What to do
Whatever the records say, set them down exactly.

***** Supplied records

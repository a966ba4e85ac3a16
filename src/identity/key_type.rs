//! Key algorithm descriptor.

use serde::{Deserialize, Serialize};

use crate::protocol::P2_SSH;

/// Curve/algorithm of an identity's key.
#[derive(Debug, Clone, Copy, PartialEq, Eq, Hash, Default, Serialize, Deserialize)]
#[non_exhaustive]
pub enum KeyType {
    #[default]
    #[serde(rename = "nistp256")]
    NistP256,
}

impl KeyType {
    /// Curve name as carried inside the SSH key blob.
    pub fn curve_name(self) -> &'static str {
        match self {
            KeyType::NistP256 => "nistp256",
        }
    }

    /// SSH key type name, e.g. `ecdsa-sha2-nistp256`.
    pub fn ssh_name(self) -> &'static str {
        match self {
            KeyType::NistP256 => "ecdsa-sha2-nistp256",
        }
    }

    /// P2 of the get-public-key command.
    pub fn p2(self) -> u8 {
        match self {
            KeyType::NistP256 => 0x01,
        }
    }

    /// P2 of the sign command for SSH challenges.
    pub fn sign_p2(self) -> u8 {
        self.p2() | P2_SSH
    }
}

#[cfg(test)]
mod tests {
    use super::*;

    #[test]
    fn test_nistp256_parameters() {
        let key_type = KeyType::default();
        assert_eq!(key_type.ssh_name(), "ecdsa-sha2-nistp256");
        assert_eq!(key_type.curve_name(), "nistp256");
        assert_eq!(key_type.p2(), 0x01);
        assert_eq!(key_type.sign_p2(), 0x81);
    }

    #[test]
    fn test_serde_name() {
        assert_eq!(serde_json::to_string(&KeyType::NistP256).unwrap(), "\"nistp256\"");
        let parsed: KeyType = serde_json::from_str("\"nistp256\"").unwrap();
        assert_eq!(parsed, KeyType::NistP256);
    }
}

**********

Solution for this task
repository a966ba4e85ac3a16
filename src/identity/key_type.rs
//! Key algorithm descriptor.

use serde::{Deserialize, Serialize};

use crate::protocol::P2_SSH;

/// Curve/algorithm of an identity's key.
#[derive(Debug, Clone, Copy, PartialEq, Eq, Hash, Default, Serialize, Deserialize)]
#[non_exhaustive]
pub enum KeyType {
    #[default]
    #[serde(rename = "nistp256")]
    NistP256,
}

impl KeyType {
    /// Curve name as carried inside the SSH key blob.
    pub fn curve_name(self) -> &'static str {
        match self {
            KeyType::NistP256 => "nistp256",
        }
    }

    /// SSH key type name, e.g. `ecdsa-sha2-nistp256`.
    pub fn ssh_name(self) -> &'static str {
        match self {
            KeyType::NistP256 => "ecdsa-sha2-nistp256",
        }
    }

    /// P2 of the get-public-key command.
    pub fn p2(self) -> u8 {
        match self {
            KeyType::NistP256 => 0x01,
        }
    }

    /// P2 of the sign command for SSH challenges.
    pub fn sign_p2(self) -> u8 {
        self.p2() | P2_SSH
    }
}

#[cfg(test)]
mod tests {
    use super::*;

    #[test]
    fn test_nistp256_parameters() {
        let key_type = KeyType::default();
        assert_eq!(key_type.ssh_name(), "ecdsa-sha2-nistp256");
        assert_eq!(key_type.curve_name(), "nistp256");
        assert_eq!(key_type.p2(), 0x01);
        assert_eq!(key_type.sign_p2(), 0x81);
    }

    #[test]
    fn test_serde_name() {
        assert_eq!(serde_json::to_string(&KeyType::NistP256).unwrap(), "\"nistp256\"");
        let parsed: KeyType = serde_json::from_str("\"nistp256\"").unwrap();
        assert_eq!(parsed, KeyType::NistP256);
    }
}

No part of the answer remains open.